▶ **Work to be completed**
Using the records that follow, work out the number of lines with the word "Result" in them; reply with that number only.

▶ **Entries supplied**
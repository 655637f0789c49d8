//! Conversores para `Property::converts`.
//!
//! Siguen la semántica laxa habitual: un string numérico se convierte a
//! entero y cualquier escalar se puede representar como texto. Lo que no
//! tiene conversión razonable (objetos, arrays) se rechaza.

use serde_json::Value;

/// Coerción a entero.
pub fn to_integer(value: Value) -> Result<Value, String> {
    match value {
        Value::Number(n) if n.is_i64() => Ok(Value::Number(n)),
        Value::Number(n) => n.as_f64()
                             .map(f64::trunc)
                             .filter(|f| f.is_finite() && *f >= i64::MIN as f64 && *f < i64::MAX as f64)
                             .map(|f| Value::from(f as i64))
                             .ok_or_else(|| format!("{n} is not representable as an integer")),
        Value::String(s) => s.trim()
                             .parse::<i64>()
                             .map(Value::from)
                             .map_err(|e| format!("`{s}` is not an integer: {e}")),
        Value::Bool(b) => Ok(Value::from(i64::from(b))),
        other => Err(format!("cannot convert {other} to an integer")),
    }
}

/// Coerción a string.
pub fn to_text(value: Value) -> Result<Value, String> {
    match value {
        Value::String(_) => Ok(value),
        Value::Number(_) | Value::Bool(_) => Ok(Value::String(value.to_string())),
        other => Err(format!("cannot convert {other} to text")),
    }
}

/// Representación textual de un valor para concatenar: los strings van sin
/// comillas.
pub fn display(value: &Value) -> String {
    match value {
        Value::String(s) => s.clone(),
        Value::Null => String::new(),
        other => other.to_string(),
    }
}
//! Operaciones de stock agrupadas por familia.

pub mod control;
pub mod math;
pub mod text;
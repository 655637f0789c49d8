//! Composición de operaciones en pipelines.
//!
//! Un pipeline es un `OperationType` más con una lista de stages; su body
//! recorre los stages reenviando el output de cada uno como input del
//! siguiente y se detiene en el primero que haga halt.

mod builder;
mod engine;
pub mod merge;
mod stage;

pub use builder::{Pipeline, PipelineBuilder};
pub(crate) use engine::execute_stages;
pub use stage::{Stage, StageOption, StageOptions};
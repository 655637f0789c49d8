//! op-adapters: operaciones de stock construidas sobre `op-core`.
//!
//! Este crate provee:
//! - Operaciones de texto (`ops::text`): generador, capitalizador,
//!   multiplicador, exclamación y separador de palabras.
//! - Operaciones numéricas (`ops::math`): par fijo y suma.
//! - Control de flujo (`ops::control`): una compuerta que hace halt.
//! - Conversores reutilizables para propiedades (`convert`).
//!
//! Las usa el binario de demo y los tests de integración del core.

pub mod convert;
pub mod ops;

pub use ops::control::halting_gate;
pub use ops::math::{pair_generator, second_of_pair, sum};
pub use ops::text::{exclaim, string_capitalizer, string_generator, string_multiplier, word_splitter};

▶ **Solved problem**
2